SEMARANG – Tiga anak buah kapal (ABK) dilaporkan meninggal dunia setelah mengalami kecelakaan kerja saat membersihkan tangki emergency fire di sebuah kapal yang sedang berada di Perairan Pelabuhan Tanjung Emas Semarang.
Para korban diduga keracunan gas berbahaya saat berada di dalam tangki.
Peristiwa tersebut terjadi di kapal MV INA Diamond GT 8619 pada Selasa (10/3/2026) sekitar pukul 18.20 WIB.
Saat kejadian, kapal yang mengangkut muatan besi koil atau gulungan plat itu diawaki oleh 18 orang, termasuk nahkoda kapal.
Tiga korban yang meninggal dunia diketahui bernama Laurensius Bao Resing (25), warga Desa Tamak, Kecamatan Karimun, Kepulauan Riau.
Kemudian, Pratik Umar Alim Ismanto (35), warga Lawangrejo, Pemalang. Serta Andy Noval Adrian (23), warga Desa Marinding, Kecamatan Bajo Barat.
Berdasarkan informasi yang dihimpun, kapal tersebut sebelumnya berlayar dari Morowali, Sulawesi Tenggara, menuju Pelabuhan Tanjung Emas Semarang pada Senin (2/3/2026) dengan membawa muatan besi koil.
Kapal yang dipimpin oleh nahkoda Krisbian Anwar itu tiba di perairan Pelabuhan Tanjung Emas pada Sabtu (7/3/2026) dan kemudian melakukan lego jangkar di luar area pelabuhan.
Insiden bermula ketika pada Selasa (10/3/2026) sekitar pukul 18.00 WIB, kapten kapal memerintahkan Laurensius Bao Resing untuk masuk ke dalam tangki guna melakukan penyedotan air menggunakan mesin alkon di bagian emergency fire pump.
Baca Juga: Kapal Kargo Thailand Diserang dari Udara di Selat Hormuz, 20 Awak Berhasil Diselamatkan
Namun sekitar 20 menit kemudian, korban tiba-tiba berteriak meminta pertolongan sambil berusaha keluar dari dalam tangki.
Mendengar teriakan tersebut, rekannya Pratik Umar Alim Ismanto turun untuk memberikan bantuan.

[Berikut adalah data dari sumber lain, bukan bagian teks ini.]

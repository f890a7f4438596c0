//! Shared runtime state for pit-daemon.
//!
//! Handlers receive `State<Arc<AppState>>` from Axum. The pool is the only
//! mutable resource and it lives in Postgres; nothing here needs a lock.

use pit_ledger::GamingDayClock;
use serde::{Deserialize, Serialize};
use sqlx::PgPool;

/// Static build metadata included in health responses.
#[derive(Clone, Debug, Serialize, Deserialize)]
pub struct BuildInfo {
    pub service: &'static str,
    pub version: &'static str,
}

impl Default for BuildInfo {
    fn default() -> Self {
        Self {
            service: "pit-daemon",
            version: env!("CARGO_PKG_VERSION"),
        }
    }
}

#[derive(Clone)]
pub struct AppState {
    pub pool: PgPool,
    pub build: BuildInfo,
    /// Maps fill/credit action times onto gaming dates.
    pub clock: GamingDayClock,
}

impl AppState {
    pub fn new(pool: PgPool, clock: GamingDayClock) -> Self {
        Self {
            pool,
            build: BuildInfo::default(),
            clock,
        }
    }
}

Nahas, ia juga ikut pingsan setelah berada di dalam tangki.
Melihat kondisi tersebut, Andy Noval Adrian yang berada di atas kapal panik dan bergegas turun untuk menolong kedua rekannya.
Akan tetapi, ia juga ikut terjatuh dan tak sadarkan diri di dalam tangki.
Peristiwa itu membuat panik para ABK lainnya yang berada di kapal.
Salah satu saksi, Arzi Chandra Alim (26), kemudian berinisiatif melakukan evakuasi dengan masuk ke dalam tangki menggunakan alat pelindung diri.
Baca Juga: Harga Cabai Rawit Merah Tembus Rp65.750 per Kg, Ini Daftar Harga Pangan Terbaru
Ia dibantu oleh Shofiyulloh (25) dan Yosafat Indra (32).
Ketiga korban kemudian berhasil diangkat ke atas kapal secara bergantian.
Berdasarkan keterangan saksi, saat berhasil dievakuasi, Andy Noval Adrian masih dalam kondisi hidup, sementara dua korban lainnya sudah tidak bernyawa.
Sekitar pukul 19.00 WIB, kapten kapal menghubungi pihak agen kapal untuk meminta bantuan evakuasi ke daratan dengan menggunakan kapal klotok.
Selama menunggu bantuan datang, para ABK memberikan bantuan oksigen kepada Andy Noval Adrian yang masih menunjukkan tanda-tanda kehidupan.
Kapal klotok akhirnya tiba di lokasi sekitar pukul 22.20 WIB. Ketiga korban kemudian dibawa menuju dermaga pilot dan tiba sekitar pukul 23.00 WIB.
Selanjutnya mereka dilarikan ke Rumah Sakit Columbia Asia menggunakan satu unit ambulans dan dua mobil lainnya.
Namun setibanya di rumah sakit, Andy Noval Adrian yang sebelumnya masih hidup akhirnya dinyatakan meninggal dunia.
Hasil pemeriksaan awal dari tim medis menunjukkan tidak adanya tanda-tanda kekerasan pada tubuh ketiga korban.
Hingga saat ini, pihak kepolisian belum memberikan keterangan resmi terkait peristiwa tersebut.